Anthony Lewis, the distinguished former New York Times columnist, writes today about the responsibility of the Supreme Court to check the president's power as commander-in-chief. He says:
The framers of the Constitution, when they met in Philadelphia in 1787, feared concentrated power. In constructing a new federal government, they divided its powers among three branches: legislative, executive, judicial. The idea, as Madison explained, was that if one branch overreached, another would check it.
The Bush administration has often resisted checks on executive branch decisions taken under the heading of war power. In memorandums in 2002 and 2003 on the torture of prisoners, for example, the administration argued that the president could order the use of torture even if it was forbidden by treaty or by Congressional statute.
When those memorandums leaked out last year, the administration withdrew them. But Alberto Gonzales, who as White House counsel rejected objections to them, is now attorney general. And one of their principal authors, John Yoo, now a law professor at the University of California, Berkeley, continues to argue forcefully for dominant presidential power.
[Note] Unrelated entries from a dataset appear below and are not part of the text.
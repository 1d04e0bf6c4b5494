use clap::{Args, Parser, Subcommand};

#[derive(Parser, Debug)]
#[command(name = "arborea")]
#[command(version, about = "Tree-intervention permits: filing, site visits, rulings, compensation")]
#[command(propagate_version = true)]
pub struct Cli {
    #[command(subcommand)]
    pub command: Commands,
}

#[derive(Subcommand, Debug)]
pub enum Commands {
    /// Initialize a new arborea project in the current directory
    Init {
        /// Also seed the species catalog
        #[arg(long)]
        seed: bool,
    },

    /// Manage the species catalog
    Species(SpeciesCommand),

    /// File a new intervention request
    File {
        /// Applicant full name
        #[arg(long)]
        applicant: String,

        /// Applicant identity document
        #[arg(long)]
        document: String,

        /// Applicant role (propietario, tercero, entidad_publica)
        #[arg(long, default_value = "propietario")]
        role: String,

        /// Common name of the tree species
        #[arg(long)]
        species: String,

        /// Trunk diameter at breast height, in cm
        #[arg(long)]
        dbh: Option<f64>,

        /// Tree height in meters
        #[arg(long)]
        height: Option<f64>,

        /// Intervention requested (poda, tala, trasplante, emergencia)
        #[arg(long, default_value = "poda")]
        request: String,

        /// Why the intervention is needed
        #[arg(long)]
        motive: Option<String>,

        /// Street address of the tree
        #[arg(long)]
        address: Option<String>,

        /// Output as JSON
        #[arg(long)]
        json: bool,
    },

    /// Record a technician's site visit on a permit
    Visit {
        /// Permit id or tracking number
        id: String,

        /// Technician who performed the visit
        #[arg(long)]
        technician: String,

        /// Risk level observed (bajo, medio, alto)
        #[arg(long)]
        risk: Option<String>,

        /// Field observations
        #[arg(long)]
        observations: Option<String>,

        /// Recommended course of action
        #[arg(long)]
        recommendations: Option<String>,

        /// Output as JSON
        #[arg(long)]
        json: bool,
    },

    /// Record the ruling on a permit
    Decide {
        /// Permit id or tracking number
        id: String,

        /// Ruling (aprobado, condicionado, negado)
        decision: String,

        /// Motive, required when denying
        #[arg(long)]
        motive: Option<String>,

        /// Validity window in days (1-15)
        #[arg(long)]
        validity: Option<u32>,

        /// Conditions attached to the ruling
        #[arg(long)]
        obligations: Option<String>,

        /// Override the compensation coefficient
        #[arg(long)]
        coefficient: Option<f64>,

        /// Output as JSON
        #[arg(long)]
        json: bool,
    },

    /// Close a decided permit
    Close {
        /// Permit id or tracking number
        id: String,

        /// Output as JSON
        #[arg(long)]
        json: bool,
    },

    /// List permits
    List {
        /// Filter by status (radicada, en_visita, dictamen, aprobada, negada, cerrada)
        #[arg(long)]
        status: Option<String>,

        /// Filter by request type (poda, tala, trasplante, emergencia)
        #[arg(long)]
        request: Option<String>,

        /// Output as JSON
        #[arg(long)]
        json: bool,
    },

    /// Get a single permit by id or tracking number
    Get {
        /// Permit id or tracking number
        id: String,

        /// Output as JSON
        #[arg(long)]
        json: bool,
    },

    /// Compute replacement trees for a given diameter and coefficient
    Compensation {
        /// Trunk diameter at breast height, in cm
        dbh: f64,

        /// Species coefficient (defaults to 1.0)
        #[arg(long)]
        coefficient: Option<f64>,

        /// Output as JSON
        #[arg(long)]
        json: bool,
    },

    /// Serve the JSON API
    Serve {
        /// Address to bind
        #[arg(long, default_value = "127.0.0.1:4661")]
        addr: String,
    },
}

#[derive(Args, Debug)]
pub struct SpeciesCommand {
    #[command(subcommand)]
    pub action: SpeciesAction,
}

#[derive(Subcommand, Debug)]
pub enum SpeciesAction {
    /// Seed the catalog with the reference species list
    Seed,

    /// List all catalog species
    List {
        /// Output as JSON
        #[arg(long)]
        json: bool,
    },

    /// Search species by common name
    Search {
        /// Substring to match
        query: String,

        /// Maximum number of results
        #[arg(long, default_value = "20")]
        limit: usize,

        /// Output as JSON
        #[arg(long)]
        json: bool,
    },

    /// Get one species by exact common name
    Get {
        /// Common name
        name: String,

        /// Output as JSON
        #[arg(long)]
        json: bool,
    },
}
To hear him tell it, the framers constructed a political system on the model of King George III.
Lewis notes that the Supreme Court has rejected some of the Bush administration's claims of presidential authority, but he wonders--as all who care about the Constitution's carefully calibrated system of checks and balances should--how Chief Justice John Roberts and Harriet Miers, if she is confirmed to fill the vacancy created by Justice O'Connor's retirement, will vote in cases challenging presidential war powers.